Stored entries
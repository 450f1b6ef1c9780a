//! Form input components

mod file_input;
mod text_input;

pub use file_input::*;
pub use text_input::*;
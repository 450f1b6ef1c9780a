//! Presentation model
//!
//! A pure function of the form state describing what the form shows. The
//! GUI renders this; nothing here mutates state.

use crate::fields::{FieldKind, FormField};
use crate::files::FileCategory;
use crate::form::CauseForm;
use crate::submission::SubmissionResult;

pub const FORM_HEADING: &str = "Submit Personal Cause";
pub const SUBMITTER_HEADING: &str = "Submitter Information";
pub const FILES_HEADING: &str = "Media & Documents";
pub const SUBMIT_LABEL: &str = "Submit Cause";
pub const SUBMITTING_LABEL: &str = "Submitting...";

#[derive(Debug, Clone, PartialEq)]
pub struct FieldRow {
    pub field: FormField,
    /// Label with a trailing ` *` for required fields
    pub label: String,
    pub kind: FieldKind,
    pub value: String,
    pub required: bool,
    pub error: Option<String>,
}

#[derive(Debug, Clone, PartialEq)]
pub struct FileRow {
    pub name: String,
    /// Whether the file matches the category's accept hint
    pub suggested: bool,
}

#[derive(Debug, Clone, PartialEq)]
pub struct FileInputRow {
    pub category: FileCategory,
    pub label: &'static str,
    pub accept: String,
    pub files: Vec<FileRow>,
    /// `Selected: N image(s)`, only when something is selected
    pub selected_hint: Option<String>,
}

#[derive(Debug, Clone, PartialEq)]
pub struct SubmitButton {
    pub label: &'static str,
    pub disabled: bool,
}

#[derive(Debug, Clone, PartialEq)]
pub enum Feedback {
    Success {
        heading: &'static str,
        message: String,
        detail: String,
    },
    Failure {
        heading: &'static str,
        message: String,
    },
}

#[derive(Debug, Clone, PartialEq)]
pub struct FormView {
    pub heading: &'static str,
    pub cause_fields: Vec<FieldRow>,
    pub submitter_fields: Vec<FieldRow>,
    pub file_inputs: Vec<FileInputRow>,
    pub submit: SubmitButton,
    pub feedback: Option<Feedback>,
}

impl FormView {
    pub fn from_form(form: &CauseForm) -> Self {
        let (submitter_fields, cause_fields): (Vec<_>, Vec<_>) = FormField::ALL
            .iter()
            .map(|field| field_row(form, *field))
            .partition(|row| row.field.is_submitter_info());

        Self {
            heading: FORM_HEADING,
            cause_fields,
            submitter_fields,
            file_inputs: FileCategory::ALL
                .iter()
                .map(|category| file_input_row(form, *category))
                .collect(),
            submit: submit_button(form.is_loading()),
            feedback: feedback(form.result()),
        }
    }
}

fn field_row(form: &CauseForm, field: FormField) -> FieldRow {
    let required = field.is_required();
    FieldRow {
        field,
        label: if required {
            format!("{} *", field.label())
        } else {
            field.label().to_string()
        },
        kind: field.kind(),
        value: form.fields().get(field).to_string(),
        required,
        error: form.violation_for(field).map(|v| v.message.clone()),
    }
}

fn file_input_row(form: &CauseForm, category: FileCategory) -> FileInputRow {
    let accept = category.accept();
    let files = form
        .files()
        .files(category)
        .iter()
        .map(|file| FileRow {
            name: file.file_name(),
            suggested: accept.matches(file),
        })
        .collect();

    FileInputRow {
        category,
        label: category.label(),
        accept: accept.as_str().to_string(),
        files,
        selected_hint: selected_hint(category, form.files().count(category)),
    }
}

pub fn selected_hint(category: FileCategory, count: usize) -> Option<String> {
    (count > 0).then(|| format!("Selected: {} {}(s)", count, category.noun()))
}

pub fn submit_button(loading: bool) -> SubmitButton {
    SubmitButton {
        label: if loading { SUBMITTING_LABEL } else { SUBMIT_LABEL },
        disabled: loading,
    }
}

pub fn feedback(result: &SubmissionResult) -> Option<Feedback> {
    match result {
        SubmissionResult::Absent => None,
        SubmissionResult::Success(response) => Some(Feedback::Success {
            heading: "Submission Successful!",
            message: format!(
                "Your cause \"{}\" has been submitted for review.",
                response.title
            ),
            detail: format!("Submission ID: {}", response.id),
        }),
        SubmissionResult::Error(error) => Some(Feedback::Failure {
            heading: "Submission Failed",
            message: error.display_text(),
        }),
    }
}
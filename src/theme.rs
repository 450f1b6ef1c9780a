//! Theme configuration for the submission window

use gpui::*;

/// Theme colors for the form
#[derive(Clone)]
pub struct Theme {
    // Backgrounds
    pub background: Hsla,
    pub card_bg: Hsla,
    pub input_bg: Hsla,
    pub hover_bg: Hsla,

    // Text
    pub text: Hsla,
    pub text_secondary: Hsla,
    pub text_muted: Hsla,
    pub text_dimmed: Hsla,

    // Borders
    pub border: Hsla,
    pub border_subtle: Hsla,

    // Accent (focus ring, submit button)
    pub accent: Hsla,
    pub accent_hover: Hsla,

    // Feedback
    pub positive: Hsla,
    pub positive_subtle: Hsla,
    pub negative: Hsla,
    pub negative_subtle: Hsla,
    pub warning: Hsla,
}

impl Theme {
    /// Light theme: white card on a soft grey canvas
    pub fn light() -> Self {
        Self {
            background: hsla(220.0 / 360.0, 0.10, 0.97, 1.0),
            card_bg: hsla(0.0, 0.0, 1.0, 1.0),
            input_bg: hsla(220.0 / 360.0, 0.05, 0.99, 1.0),
            hover_bg: hsla(220.0 / 360.0, 0.12, 0.92, 1.0),

            text: hsla(222.0 / 360.0, 0.25, 0.12, 1.0),
            text_secondary: hsla(222.0 / 360.0, 0.15, 0.30, 1.0),
            text_muted: hsla(222.0 / 360.0, 0.10, 0.45, 1.0),
            text_dimmed: hsla(222.0 / 360.0, 0.08, 0.58, 1.0),

            border: hsla(220.0 / 360.0, 0.14, 0.86, 1.0),
            border_subtle: hsla(220.0 / 360.0, 0.10, 0.92, 1.0),

            accent: hsla(217.0 / 360.0, 0.83, 0.53, 1.0),
            accent_hover: hsla(221.0 / 360.0, 0.83, 0.45, 1.0),

            positive: hsla(142.0 / 360.0, 0.64, 0.24, 1.0),
            positive_subtle: hsla(138.0 / 360.0, 0.76, 0.97, 1.0),
            negative: hsla(0.0, 0.70, 0.35, 1.0),
            negative_subtle: hsla(0.0, 0.86, 0.97, 1.0),
            warning: hsla(40.0 / 360.0, 0.88, 0.48, 1.0),
        }
    }
}

impl Default for Theme {
    fn default() -> Self {
        Self::light()
    }
}
//! Form state holder
//!
//! Holds the raw text values of every cause submission field. Values stay
//! unvalidated strings until the form is submitted.

use thiserror::Error;

/// Input control used to edit a field
#[derive(Debug, Clone, Copy, PartialEq, Eq)]
pub enum FieldKind {
    Text,
    TextArea,
    Number,
    Email,
    Tel,
    DateTimeLocal,
}

/// Every field of the cause submission form, in display and wire order
#[derive(Debug, Clone, Copy, PartialEq, Eq, Hash)]
pub enum FormField {
    Title,
    Description,
    ShortDescription,
    TargetAmount,
    Category,
    Location,
    EndDate,
    SubmitterName,
    SubmitterEmail,
    SubmitterPhone,
    SubmitterMessage,
}

impl FormField {
    pub const ALL: [FormField; 11] = [
        FormField::Title,
        FormField::Description,
        FormField::ShortDescription,
        FormField::TargetAmount,
        FormField::Category,
        FormField::Location,
        FormField::EndDate,
        FormField::SubmitterName,
        FormField::SubmitterEmail,
        FormField::SubmitterPhone,
        FormField::SubmitterMessage,
    ];

    /// Name used for the multipart part
    pub fn name(&self) -> &'static str {
        match self {
            FormField::Title => "title",
            FormField::Description => "description",
            FormField::ShortDescription => "shortDescription",
            FormField::TargetAmount => "targetAmount",
            FormField::Category => "category",
            FormField::Location => "location",
            FormField::EndDate => "endDate",
            FormField::SubmitterName => "submitterName",
            FormField::SubmitterEmail => "submitterEmail",
            FormField::SubmitterPhone => "submitterPhone",
            FormField::SubmitterMessage => "submitterMessage",
        }
    }

    pub fn label(&self) -> &'static str {
        match self {
            FormField::Title => "Title",
            FormField::Description => "Description",
            FormField::ShortDescription => "Short Description",
            FormField::TargetAmount => "Target Amount",
            FormField::Category => "Category",
            FormField::Location => "Location",
            FormField::EndDate => "End Date",
            FormField::SubmitterName => "Name",
            FormField::SubmitterEmail => "Email",
            FormField::SubmitterPhone => "Phone",
            FormField::SubmitterMessage => "Message",
        }
    }

    pub fn kind(&self) -> FieldKind {
        match self {
            FormField::Description
            | FormField::ShortDescription
            | FormField::SubmitterMessage => FieldKind::TextArea,
            FormField::TargetAmount => FieldKind::Number,
            FormField::EndDate => FieldKind::DateTimeLocal,
            FormField::SubmitterEmail => FieldKind::Email,
            FormField::SubmitterPhone => FieldKind::Tel,
            _ => FieldKind::Text,
        }
    }

    pub fn is_required(&self) -> bool {
        matches!(
            self,
            FormField::Title
                | FormField::Description
                | FormField::TargetAmount
                | FormField::SubmitterName
                | FormField::SubmitterEmail
        )
    }

    /// Whether the field belongs to the "Submitter Information" section
    pub fn is_submitter_info(&self) -> bool {
        matches!(
            self,
            FormField::SubmitterName
                | FormField::SubmitterEmail
                | FormField::SubmitterPhone
                | FormField::SubmitterMessage
        )
    }

    /// Look up a field by its wire name
    pub fn from_name(name: &str) -> Result<Self, FieldError> {
        Self::ALL
            .iter()
            .copied()
            .find(|field| field.name() == name)
            .ok_or_else(|| FieldError::UnknownField(name.to_string()))
    }

    fn index(&self) -> usize {
        *self as usize
    }
}

#[derive(Debug, Clone, PartialEq, Eq, Error)]
pub enum FieldError {
    #[error("unknown form field `{0}`")]
    UnknownField(String),
}

/// Current values of all form fields. Every field is always present.
#[derive(Debug, Clone, Default, PartialEq, Eq)]
pub struct FormFields {
    values: [String; 11],
}

impl FormFields {
    pub fn new() -> Self {
        Self::default()
    }

    /// Replace the value of one field, leaving the others untouched
    pub fn set_field(&mut self, field: FormField, value: impl Into<String>) {
        self.values[field.index()] = value.into();
    }

    /// Replace a field addressed by its wire name
    pub fn set_field_by_name(
        &mut self,
        name: &str,
        value: impl Into<String>,
    ) -> Result<(), FieldError> {
        let field = FormField::from_name(name)?;
        self.set_field(field, value);
        Ok(())
    }

    pub fn get(&self, field: FormField) -> &str {
        &self.values[field.index()]
    }

    /// All fields with their values, in field order
    pub fn iter(&self) -> impl Iterator<Item = (FormField, &str)> {
        FormField::ALL
            .iter()
            .map(move |field| (*field, self.values[field.index()].as_str()))
    }

    /// Fields whose value is not the empty string, in field order
    pub fn non_empty(&self) -> impl Iterator<Item = (FormField, &str)> {
        self.iter().filter(|(_, value)| !value.is_empty())
    }
}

To do:
Using the entries above, copy out all lines that contain the string "TargetAmount".

Result:
    TargetAmount,
        FormField::TargetAmount,
            FormField::TargetAmount => "targetAmount",
            FormField::TargetAmount => "Target Amount",
            FormField::TargetAmount => FieldKind::Number,
                | FormField::TargetAmount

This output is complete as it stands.